Today I sent the following email to a newly found DNA cousin match at ancestry whose great-grandmother lived right next door to my family in Kristiansand, Norway in the late 1800s. She moved to the U.S.A just a year after they did (1884 and 1885) and lived a block away from where my grandad eventually lived on Ovington Ave in Brooklyn, N.Y.
OK now I REALLY want to see where our DNA matches, because I have a large database (spreadsheets) of where my Dad, my brother and I match various known Norwegian relatives so it is likely that I can figure out from the matching DNA segment(s) where we are related and if it is really the 7th cousin match shown at Ancestry.com on the Eigeland line.
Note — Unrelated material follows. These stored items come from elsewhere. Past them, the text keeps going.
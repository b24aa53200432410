//! Outer joins composed from the source primitives.
//!
//! Each join takes an outer and an inner source, one key function per side
//! and a two-parameter result selector `(outer, inner) -> R`:
//!
//! * left: `outer.correlate(inner).flatten_with_default().select_split(selector)`.
//!   Every outer element appears at least once; unmatched ones see a null
//!   inner.
//! * right: the same pipeline with the roles swapped and the selector's
//!   parameters switched so it can be fed `JoinRow<inner, Option<outer>>`.
//! * full: left rows followed by the inner elements the left join missed,
//!   or the set union of left and right, see [`FullJoinStrategy`].
//!
//! The side that may be missing is optional in the selector: `(O, Option<I>)`
//! for left joins, `(Option<O>, I)` for right joins and
//! `(Option<O>, Option<I>)` for full joins.

use quarry_ast::{Builtin, Expr, Lambda, Param};
use quarry_rewrite::{switch_parameters, RewriteError};
use serde::Deserialize;
use tracing::debug;

use crate::context::GROUP_FIELD;
use crate::error::QueryError;
use crate::source::QuerySource;
use crate::split::SplitExt;

/// How `full_outer_join` assembles its rows.
#[derive(Clone, Copy, Debug, Default, PartialEq, Eq, Deserialize)]
#[serde(rename_all = "snake_case")]
pub enum FullJoinStrategy {
    /// Left join rows, then one row per inner element with no outer match.
    /// Duplicate rows produced by the selector are kept.
    #[default]
    AntiJoin,
    /// Set union of the left and right join rows.
    Union,
}

#[derive(Clone, Debug, Default, PartialEq, Eq, Deserialize)]
#[serde(default, deny_unknown_fields)]
pub struct JoinOptions {
    pub full_join: FullJoinStrategy,
    /// Whether a null key on one side matches a null key on the other.
    pub null_keys_match: bool,
}

fn check_selector(selector: &Lambda) -> Result<(), QueryError> {
    if selector.arity() != 2 {
        return Err(RewriteError::ArityMismatch {
            expected: 2,
            found: selector.arity(),
        }
        .into());
    }
    Ok(())
}

/// `|g: Grouping<O, I>| is_empty(g.group)`
fn empty_group<S: QuerySource>(source: &S) -> Result<Lambda, QueryError> {
    let g = Param::new("g", source.element_ty().clone());
    let group = source
        .context()
        .registry()
        .member_access(Expr::param(&g), GROUP_FIELD)?;
    Ok(Lambda::new(vec![g], Expr::call(Builtin::IsEmpty, vec![group])))
}

pub trait JoinExt: QuerySource {
    fn left_outer_join(
        self,
        inner: Self,
        outer_key: &Lambda,
        inner_key: &Lambda,
        selector: &Lambda,
    ) -> Result<Self, QueryError> {
        check_selector(selector)?;
        debug!(outer = %self.element_ty(), inner = %inner.element_ty(), "left outer join");
        self.correlate(inner, outer_key, inner_key)?
            .flatten_with_default()?
            .select_split(selector)
    }

    #[deprecated(note = "renamed to `left_outer_join`")]
    fn outer_join(
        self,
        inner: Self,
        outer_key: &Lambda,
        inner_key: &Lambda,
        selector: &Lambda,
    ) -> Result<Self, QueryError> {
        self.left_outer_join(inner, outer_key, inner_key, selector)
    }

    fn right_outer_join(
        self,
        inner: Self,
        outer_key: &Lambda,
        inner_key: &Lambda,
        selector: &Lambda,
    ) -> Result<Self, QueryError> {
        let switched = switch_parameters(selector)?;
        debug!(outer = %self.element_ty(), inner = %inner.element_ty(), "right outer join");
        inner
            .correlate(self, inner_key, outer_key)?
            .flatten_with_default()?
            .select_split(&switched)
    }

    fn full_outer_join(
        self,
        inner: Self,
        outer_key: &Lambda,
        inner_key: &Lambda,
        selector: &Lambda,
    ) -> Result<Self, QueryError> {
        let strategy = self.context().join_options().full_join;
        debug!(
            outer = %self.element_ty(),
            inner = %inner.element_ty(),
            ?strategy,
            "full outer join"
        );
        match strategy {
            FullJoinStrategy::AntiJoin => {
                let switched = switch_parameters(selector)?;
                let left = self
                    .clone()
                    .left_outer_join(inner.clone(), outer_key, inner_key, selector)?;
                let mirrored = inner.correlate(self, inner_key, outer_key)?;
                let unmatched = empty_group(&mirrored)?;
                let right = mirrored
                    .filter(&unmatched)?
                    .flatten_with_default()?
                    .select_split(&switched)?;
                left.concat(right)
            }
            FullJoinStrategy::Union => {
                let left = self
                    .clone()
                    .left_outer_join(inner.clone(), outer_key, inner_key, selector)?;
                let right = self.right_outer_join(inner, outer_key, inner_key, selector)?;
                left.union(right)
            }
        }
    }
}

impl<S: QuerySource> JoinExt for S {}

#[cfg(test)]
mod tests {
    use super::*;
    use crate::context::QueryContext;
    use crate::sequence::Sequence;
    use quarry_ast::{Ty, TypeRegistry, Value};

    fn ints(ctx: &std::sync::Arc<QueryContext>, xs: &[i64]) -> Sequence {
        Sequence::new(ctx, Ty::int(), xs.iter().map(|&x| Value::Int(x)).collect())
    }

    fn identity() -> Lambda {
        let x = Param::new("x", Ty::int());
        Lambda::new(vec![x.clone()], Expr::param(&x))
    }

    #[test]
    fn selector_must_take_two_parameters() {
        let ctx = QueryContext::new(TypeRegistry::new()).unwrap();
        let err = ints(&ctx, &[1])
            .left_outer_join(ints(&ctx, &[1]), &identity(), &identity(), &identity())
            .unwrap_err();
        assert_eq!(
            err,
            QueryError::Rewrite(RewriteError::ArityMismatch {
                expected: 2,
                found: 1
            })
        );
    }

    #[test]
    fn empty_group_predicate_reads_the_group_member() {
        let ctx = QueryContext::new(TypeRegistry::new()).unwrap();
        let grouped = ints(&ctx, &[1, 2])
            .correlate(ints(&ctx, &[2]), &identity(), &identity())
            .unwrap();
        let pred = empty_group(&grouped).unwrap();
        insta::assert_snapshot!(pred.to_string(), @"|g: Grouping<Int, Int>| is_empty(g.group)");
        let kept = grouped.filter(&pred).unwrap();
        assert_eq!(kept.len(), 1);
    }
}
First you will need to get the raw data from Ancestry.com – here is how:
UPDATE 15-Aug-2018: Roberta Estes has published a step by step on how to do this: https://dna-explained.com/2018/08/15/ancestry-step-by-step-guide-how-to-upload-download-dna-files/
To download your raw ancestry.com dna data:
a web page step by step:
or a youtube video:
This raw data consists of thousands of lines of information and it is best to use special tools to look at it. You can of course look at it in a spreadsheet where you would see over 70,000 lines that look like the image on the left. The columns are the rsid number (a reference SNP cluster id), the chromosome, the location on that chromosome, and what the two base pairs there are. Note that when it says T it is actually a paired AT and when it says C it actually a CG pair. Since these are always paired the listing only shows one of them.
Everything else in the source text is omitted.